§ Data to use
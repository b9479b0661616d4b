//! Service lifecycle scenarios.
#![cfg(unix)]

use std::time::Duration;

use pretty_assertions::assert_eq;
use serde_json::json;

use wireit::{
    event::{Event, FailureReason, InfoDetail},
    executor::ExecuteOptions,
    service::ServiceState,
};

use crate::{Session, TestRig, wait_until};

/// Service teardown: the consumer's command spawns only after the service
/// is STARTED, and the service stops after the last consumer finishes.
#[test_log::test(tokio::test)]
async fn service_starts_before_consumer_and_stops_after() {
    let rig = TestRig::new();
    rig.manifest(json!({
        "scripts": {"serve": "wireit", "consume": "wireit"},
        "wireit": {
            "serve": {"command": "touch serving; sleep 60", "service": true},
            "consume": {
                "command": "if [ -e serving ]; then echo saw-service >> consume.runs; fi",
                "dependencies": [{"script": "serve", "cascade": true}]
            }
        }
    }));

    let session = Session::build(&rig, "consume", ExecuteOptions::default()).await;
    let supervisor = session.executor.supervisor().clone();
    let (result, events) = session.finish().await;
    result.expect("consumer succeeds");

    // The service was up when the consumer ran.
    assert_eq!(rig.line_count("consume.runs"), 1);

    // And it wound down once its only consumer finished.
    let record = supervisor.get(&rig.script("serve")).expect("service record");
    record.wait_terminated().await;
    assert_eq!(record.state(), ServiceState::Stopped);
    assert!(events.iter().any(|event| matches!(
        event,
        Event::Info {
            detail: InfoDetail::ServiceStopped,
            ..
        }
    )));
}

/// A directly-invoked service stays STARTED until abort.
#[test_log::test(tokio::test)]
async fn directly_invoked_service_persists_until_abort() {
    let rig = TestRig::new();
    rig.manifest(json!({
        "scripts": {"serve": "wireit"},
        "wireit": {
            "serve": {"command": "sleep 60", "service": true}
        }
    }));

    let session = Session::build(&rig, "serve", ExecuteOptions::default()).await;
    let supervisor = session.executor.supervisor().clone();
    let root = session.root.clone();

    let result = session.executor.execute(&root).await;
    result.expect("service starts");

    let record = supervisor.get(&root).expect("service record");
    assert_eq!(record.state(), ServiceState::Started);

    // No consumers, but directly invoked: it must stay up.
    tokio::time::sleep(Duration::from_millis(300)).await;
    assert_eq!(record.state(), ServiceState::Started);

    // Abort brings it down within the grace bound.
    let (result, _) = session.finish().await;
    result.expect("memoized execution result is unchanged");
    assert_eq!(record.state(), ServiceState::Stopped);
}

/// Line-match readiness: the consumer waits for the first matching output
/// line before spawning.
#[test_log::test(tokio::test)]
async fn line_match_readiness_gates_consumers() {
    let rig = TestRig::new();
    rig.manifest(json!({
        "scripts": {"serve": "wireit", "consume": "wireit"},
        "wireit": {
            "serve": {
                "command": "echo warming up; sleep 0.2; touch serving; echo listening on port 8080; sleep 60",
                "service": {"readyWhen": {"line-matches": "listening on port \\d+"}}
            },
            "consume": {
                "command": "if [ -e serving ]; then echo ready >> consume.runs; fi",
                "dependencies": ["serve"]
            }
        }
    }));

    let (result, _) = crate::execute(&rig, "consume", ExecuteOptions::default()).await;
    result.expect("consumer succeeds");
    // The consumer only saw the service after its ready line.
    assert_eq!(rig.line_count("consume.runs"), 1);
}

/// A service that exits unexpectedly fails its dependents with
/// dep-service-exit.
#[test_log::test(tokio::test)]
async fn service_exit_fails_running_consumers() {
    let rig = TestRig::new();
    rig.manifest(json!({
        "scripts": {"serve": "wireit", "consume": "wireit"},
        "wireit": {
            "serve": {"command": "sleep 0.2", "service": true},
            "consume": {
                "command": "sleep 30",
                "dependencies": ["serve"]
            }
        }
    }));

    let started = std::time::Instant::now();
    let (result, events) = crate::execute(&rig, "consume", ExecuteOptions::default()).await;
    let failure = result.expect_err("consumer fails when the service dies");
    assert_eq!(
        failure.kind,
        wireit::executor::FailureKind::Known(FailureReason::DepServiceExit)
    );
    assert!(
        started.elapsed() < Duration::from_secs(25),
        "consumer was killed, not waited out"
    );
    assert!(
        crate::failures(&events)
            .iter()
            .any(|(name, reason)| name == "serve" && *reason == FailureReason::DepServiceExit)
    );
}

/// Effective service dependencies: a service reached through a no-command
/// group still starts before the consumer's command.
#[test_log::test(tokio::test)]
async fn service_through_group_starts_first() {
    let rig = TestRig::new();
    rig.manifest(json!({
        "scripts": {"app": "wireit", "group": "wireit", "serve": "wireit"},
        "wireit": {
            "app": {
                "command": "if [ -e serving ]; then echo saw >> app.runs; fi",
                "dependencies": ["group"]
            },
            "group": {"dependencies": ["serve"]},
            "serve": {"command": "touch serving; sleep 60", "service": true}
        }
    }));

    let (result, _) = crate::execute(&rig, "app", ExecuteOptions::default()).await;
    result.expect("app succeeds");
    assert_eq!(rig.line_count("app.runs"), 1);
}

/// A service's declared output is cached: captured once the service is
/// ready, and restored before the next spawn so startup work is skipped.
#[test_log::test(tokio::test)]
async fn service_output_is_captured_and_restored() {
    let rig = TestRig::new();
    rig.manifest(json!({
        "scripts": {"serve": "wireit"},
        "wireit": {
            "serve": {
                "command": "[ -e out.txt ] || { tr a-z A-Z < input > out.txt; echo gen >> gen.runs; }; echo ready; sleep 60",
                "service": {"readyWhen": {"line-matches": "ready"}},
                "files": ["input"],
                "output": ["out.txt"]
            }
        }
    }));
    rig.write("input", "v0");

    // First start generates the output; once the service reports ready the
    // snapshot lands in the cache. `finish` drains the event stream, which
    // also waits out the capture task.
    let session = Session::build(&rig, "serve", ExecuteOptions::default()).await;
    let (result, _) = session.finish().await;
    result.expect("service starts");
    assert_eq!(rig.read("out.txt").as_deref(), Some("V0"));
    assert_eq!(rig.line_count("gen.runs"), 1);
    assert!(rig.exists(".wireit/state/serve"));

    // Wipe the output and the persisted fingerprint (a fresh checkout):
    // the next start restores the output from the cache before spawning,
    // so the service finds it and skips regeneration.
    std::fs::remove_file(rig.package.join("out.txt")).unwrap();
    std::fs::remove_file(rig.package.join(".wireit/state/serve")).unwrap();

    let session = Session::build(&rig, "serve", ExecuteOptions::default()).await;
    let (result, _) = session.finish().await;
    result.expect("service starts again");
    assert_eq!(rig.read("out.txt").as_deref(), Some("V0"));
    assert_eq!(rig.line_count("gen.runs"), 1, "startup work was skipped");
}

/// Repeated start requests never double-spawn: two consumers of the same
/// service observe one service process.
#[test_log::test(tokio::test)]
async fn concurrent_consumers_share_one_service() {
    let rig = TestRig::new();
    rig.manifest(json!({
        "scripts": {"all": "wireit", "c1": "wireit", "c2": "wireit", "serve": "wireit"},
        "wireit": {
            "all": {"dependencies": ["c1", "c2"]},
            "c1": {"command": "echo one >> consumers.log", "dependencies": ["serve"]},
            "c2": {"command": "echo two >> consumers.log", "dependencies": ["serve"]},
            "serve": {"command": "echo spawned >> serve.log; sleep 60", "service": true}
        }
    }));

    let (result, _) = crate::execute(&rig, "all", ExecuteOptions::default()).await;
    result.expect("run succeeds");

    assert!(
        wait_until(|| rig.line_count("serve.log") == 1, Duration::from_secs(5)).await,
        "the service spawned exactly once: {:?}",
        rig.read("serve.log")
    );
    assert_eq!(rig.line_count("consumers.log"), 2);
}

§ Assigned task
In the entries above, find each line that has the word "only". Copy it.

§ Answer section
/// Service teardown: the consumer's command spawns only after the service
    // And it wound down once its only consumer finished.
    // The consumer only saw the service after its ready line.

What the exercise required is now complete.